The next few months are not likely to be pretty. The expectation is that housing repossessions will rise along with unemployment and that, as the recession that has at last been officially recognised bites, more small businesses, the lifeblood of our local and national economies, are likely to go to the wall.  As I have said before, this is a circumstance Made in Britain and its author at present occupies Number Ten Downing Street.

It is certainly true that there is an equivalent economic downturn in the United States and that, also, is home-grown there. The effects of the collapse of US banks and markets are, of course, being felt around the world (although I have read little coverage of the likely and devastating effects upon developing countries) but it is quite wrong to suggest that the situation is quite as serious elsewhere as it is in the United Kingdom and the USA.

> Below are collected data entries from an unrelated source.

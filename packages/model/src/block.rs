use crate::content::{BlockContent, Column, ColumnsContent};
use crate::error::ModelError;
use crate::id_generator::IdSource;
use crate::settings::BlockSettings;
use serde::{Deserialize, Serialize};
use std::fmt;
use std::str::FromStr;

/// Closed set of block types
#[derive(Debug, Clone, Copy, PartialEq, Eq, Hash, PartialOrd, Ord, Serialize, Deserialize)]
#[serde(rename_all = "lowercase")]
pub enum BlockType {
    Text,
    Heading,
    Image,
    Columns,
    Table,
    Video,
    Form,
    Embed,
    Gallery,
    Button,
    Spacer,
    Html,
    A,
    Div,
    Span,
}

impl BlockType {
    pub const ALL: [BlockType; 15] = [
        BlockType::Text,
        BlockType::Heading,
        BlockType::Image,
        BlockType::Columns,
        BlockType::Table,
        BlockType::Video,
        BlockType::Form,
        BlockType::Embed,
        BlockType::Gallery,
        BlockType::Button,
        BlockType::Spacer,
        BlockType::Html,
        BlockType::A,
        BlockType::Div,
        BlockType::Span,
    ];

    pub fn as_str(&self) -> &'static str {
        match self {
            BlockType::Text => "text",
            BlockType::Heading => "heading",
            BlockType::Image => "image",
            BlockType::Columns => "columns",
            BlockType::Table => "table",
            BlockType::Video => "video",
            BlockType::Form => "form",
            BlockType::Embed => "embed",
            BlockType::Gallery => "gallery",
            BlockType::Button => "button",
            BlockType::Spacer => "spacer",
            BlockType::Html => "html",
            BlockType::A => "a",
            BlockType::Div => "div",
            BlockType::Span => "span",
        }
    }
}

impl fmt::Display for BlockType {
    fn fmt(&self, f: &mut fmt::Formatter<'_>) -> fmt::Result {
        f.write_str(self.as_str())
    }
}

impl FromStr for BlockType {
    type Err = ModelError;

    fn from_str(s: &str) -> Result<Self, Self::Err> {
        let lower = s.to_ascii_lowercase();
        BlockType::ALL
            .into_iter()
            .find(|t| t.as_str() == lower)
            .ok_or_else(|| ModelError::UnknownBlockType(s.to_string()))
    }
}

/// A node in a page's content tree
///
/// Nested content lives in two places: `children` (generic containers) and
/// the `blocks` of each column when the content is `Columns`. Both are
/// ordered forests and are reached through [`Block::child_forests`].
///
/// Serialized as `{"id", "type", "content", "settings", "children"}`.
#[derive(Debug, Clone, PartialEq, Serialize, Deserialize)]
pub struct Block {
    pub id: String,
    #[serde(flatten)]
    pub content: BlockContent,
    #[serde(default)]
    pub settings: BlockSettings,
    #[serde(default, skip_serializing_if = "Vec::is_empty")]
    pub children: Vec<Block>,
}

impl Block {
    /// Complete default block of `block_type`
    pub fn new(id: impl Into<String>, block_type: BlockType) -> Self {
        let id = id.into();
        let content = match block_type {
            BlockType::Columns => BlockContent::Columns(ColumnsContent::evenly_split(2, &id)),
            other => BlockContent::default_for(other),
        };

        Self {
            id,
            content,
            settings: BlockSettings::default_for(block_type),
            children: Vec::new(),
        }
    }

    pub fn with_content(id: impl Into<String>, content: BlockContent) -> Self {
        let settings = BlockSettings::default_for(content.block_type());
        Self {
            id: id.into(),
            content,
            settings,
            children: Vec::new(),
        }
    }

    pub fn with_settings(mut self, settings: BlockSettings) -> Self {
        self.settings = settings;
        self
    }

    pub fn with_children(mut self, children: Vec<Block>) -> Self {
        self.children = children;
        self
    }

    pub fn block_type(&self) -> BlockType {
        self.content.block_type()
    }

    /// Every nested forest: `children` first, then each column's blocks
    pub fn child_forests(&self) -> impl Iterator<Item = &Vec<Block>> + '_ {
        let columns: &[Column] = match &self.content {
            BlockContent::Columns(content) => content.columns.as_slice(),
            _ => &[],
        };
        std::iter::once(&self.children).chain(columns.iter().map(|c| &c.blocks))
    }

    pub fn child_forests_mut(&mut self) -> impl Iterator<Item = &mut Vec<Block>> + '_ {
        let Block {
            content, children, ..
        } = self;
        let columns: &mut [Column] = match content {
            BlockContent::Columns(content) => content.columns.as_mut_slice(),
            _ => Default::default(),
        };
        std::iter::once(children).chain(columns.iter_mut().map(|c| &mut c.blocks))
    }

    /// Number of blocks in this subtree, including `self`
    pub fn subtree_len(&self) -> usize {
        1 + self
            .child_forests()
            .flat_map(|forest| forest.iter())
            .map(Block::subtree_len)
            .sum::<usize>()
    }

    /// Deep copy with every block id and column id replaced by a fresh one
    pub fn with_fresh_ids(&self, ids: &mut dyn IdSource) -> Block {
        let mut copy = self.clone();
        copy.reassign_ids(ids);
        copy
    }

    fn reassign_ids(&mut self, ids: &mut dyn IdSource) {
        self.id = ids.next_id();
        if let BlockContent::Columns(content) = &mut self.content {
            for column in &mut content.columns {
                column.id = ids.next_id();
            }
        }
        for forest in self.child_forests_mut() {
            for child in forest.iter_mut() {
                child.reassign_ids(ids);
            }
        }
    }
}

/// Partial update merged into a block by `update_block`
///
/// `None` leaves the field untouched. The id is not patchable.
#[derive(Debug, Clone, Default, PartialEq, Serialize, Deserialize)]
#[serde(default)]
pub struct BlockPatch {
    #[serde(skip_serializing_if = "Option::is_none")]
    pub content: Option<BlockContent>,
    #[serde(skip_serializing_if = "Option::is_none")]
    pub settings: Option<BlockSettings>,
    #[serde(skip_serializing_if = "Option::is_none")]
    pub children: Option<Vec<Block>>,
}

impl BlockPatch {
    pub fn content(content: BlockContent) -> Self {
        Self {
            content: Some(content),
            ..Self::default()
        }
    }

    pub fn settings(settings: BlockSettings) -> Self {
        Self {
            settings: Some(settings),
            ..Self::default()
        }
    }

    pub fn children(children: Vec<Block>) -> Self {
        Self {
            children: Some(children),
            ..Self::default()
        }
    }

    pub fn is_empty(&self) -> bool {
        self.content.is_none() && self.settings.is_none() && self.children.is_none()
    }

    pub fn apply_to(&self, block: &mut Block) {
        if let Some(content) = &self.content {
            block.content = content.clone();
        }
        if let Some(settings) = &self.settings {
            block.settings = settings.clone();
        }
        if let Some(children) = &self.children {
            block.children = children.clone();
        }
    }
}

#[cfg(test)]
mod tests {
    use super::*;
    use crate::id_generator::IdGenerator;
    use crate::settings::Alignment;

    fn columns_block() -> Block {
        let content = ColumnsContent {
            columns: vec![
                Column::new("left", 0.5).with_blocks(vec![Block::new("l1", BlockType::Text)]),
                Column::new("right", 0.5).with_blocks(vec![
                    Block::new("r1", BlockType::Image),
                    Block::new("r2", BlockType::Text),
                ]),
            ],
        };
        Block::with_content("cols", BlockContent::Columns(content))
            .with_children(vec![Block::new("c1", BlockType::Spacer)])
    }

    #[test]
    fn test_new_block_has_complete_defaults() {
        let block = Block::new("img", BlockType::Image);
        assert_eq!(block.block_type(), BlockType::Image);
        assert_eq!(block.settings.alignment, Alignment::Center);
        assert!(block.children.is_empty());

        let columns = Block::new("cols", BlockType::Columns);
        match &columns.content {
            BlockContent::Columns(content) => {
                assert_eq!(content.columns[0].id, "cols-1");
                assert_eq!(content.columns[1].id, "cols-2");
            }
            other => panic!("expected columns, got {:?}", other),
        }
    }

    #[test]
    fn test_child_forests_cover_children_and_columns() {
        let block = columns_block();
        let sizes: Vec<usize> = block.child_forests().map(|f| f.len()).collect();
        assert_eq!(sizes, vec![1, 1, 2]);
        assert_eq!(block.subtree_len(), 5);
    }

    #[test]
    fn test_fresh_ids_replace_every_id() {
        let block = columns_block();
        let mut ids = IdGenerator::from_seed("t");
        let copy = block.with_fresh_ids(&mut ids);

        assert_eq!(copy.id, "t-1");
        match &copy.content {
            BlockContent::Columns(content) => {
                assert_eq!(content.columns[0].id, "t-2");
                assert_eq!(content.columns[1].id, "t-3");
            }
            other => panic!("expected columns, got {:?}", other),
        }
        assert_eq!(ids.count(), 7);
        // Original untouched
        assert_eq!(block.id, "cols");
    }

    #[test]
    fn test_block_type_from_str() {
        assert_eq!("Gallery".parse::<BlockType>().unwrap(), BlockType::Gallery);
        assert_eq!("div".parse::<BlockType>().unwrap(), BlockType::Div);
        assert!("marquee".parse::<BlockType>().is_err());
    }

    #[test]
    fn test_patch_merges_only_given_fields() {
        let mut block = Block::new("t", BlockType::Text);
        let before_settings = block.settings.clone();

        BlockPatch::content(BlockContent::text("Updated")).apply_to(&mut block);

        assert_eq!(block.content, BlockContent::text("Updated"));
        assert_eq!(block.settings, before_settings);
        assert!(BlockPatch::default().is_empty());
    }

    #[test]
    fn test_block_json_shape() {
        let block = Block::with_content("b1", BlockContent::text("Hi"));
        let json = serde_json::to_value(&block).unwrap();
        assert_eq!(json["id"], "b1");
        assert_eq!(json["type"], "text");
        assert_eq!(json["content"]["text"], "Hi");
        assert!(json.get("children").is_none());

        let back: Block = serde_json::from_value(json).unwrap();
        assert_eq!(back, block);
    }
}
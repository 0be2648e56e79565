//! Touch hit testing against the screen layout.

use crate::menu::NUM_MENU_ITEMS;
use crate::ui::layout;
use embedded_graphics::prelude::Point;
use embedded_graphics::primitives::ContainsPoint;

/// Regions of a feature screen a touch can land in.
#[derive(Clone, Copy, Debug, PartialEq, Eq)]
#[cfg_attr(feature = "defmt", derive(defmt::Format))]
pub enum FeatureRegion {
    /// Reserved exit gesture ("< Back" in the header).
    Exit,
    ActionLeft,
    ActionRight,
    /// Content line, counted from the top of the content area.
    Line(u8),
    /// Anywhere else.
    Canvas,
}

/// Main menu cell under `point`, if any.
pub fn menu_cell_at(point: Point) -> Option<usize> {
    (0..NUM_MENU_ITEMS).find(|&i| layout::menu_cell(i).contains(point))
}

/// Submenu row under `point` for a list of `len` rows, if any.
pub fn submenu_row_at(point: Point, len: usize) -> Option<usize> {
    (0..len).find(|&i| layout::submenu_row(i).contains(point))
}

/// Classify a touch on a feature screen.
pub fn feature_region_at(point: Point) -> FeatureRegion {
    if layout::FEATURE_EXIT.contains(point) {
        FeatureRegion::Exit
    } else if layout::ACTION_LEFT.contains(point) {
        FeatureRegion::ActionLeft
    } else if layout::ACTION_RIGHT.contains(point) {
        FeatureRegion::ActionRight
    } else if point.y >= layout::CONTENT_TOP {
        let row = (point.y - layout::CONTENT_TOP) / layout::LINE_HEIGHT;
        if row < layout::MAX_LINES as i32 {
            FeatureRegion::Line(row as u8)
        } else {
            FeatureRegion::Canvas
        }
    } else {
        FeatureRegion::Canvas
    }
}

Gordon Brown has recently been caricatured as "Superman".  Unfortunately, Superman is a work of fiction and Mr. Brown is not although his financial strategies and budgets have clearly owed a considerable amount to creative imagination!  The same opinion poll that suggests that people have, for the moment, bought into the "global crisis" scenario also indicates that far from likening  the Prime Minister with the Churchill to whom he would like to be compared they believe that he is more like Neville Chamberlain, the Prime Minister accused of appeasing Adolf Hitler.

It seems likely that Mr. Brown will face the history books as a Prime Minister who never faced and personally won an election - whenever in the next eighteen months that poll takes place.  In the interim, however, I and my colleagues have to concern ourselves with the fallout of a busted "boom" and the impact that it is likely to have upon the lives and livelihoods, the homes of businesses locally, that we represent. That, in the run-up to winter, does not fill me with pre-Christmas cheer.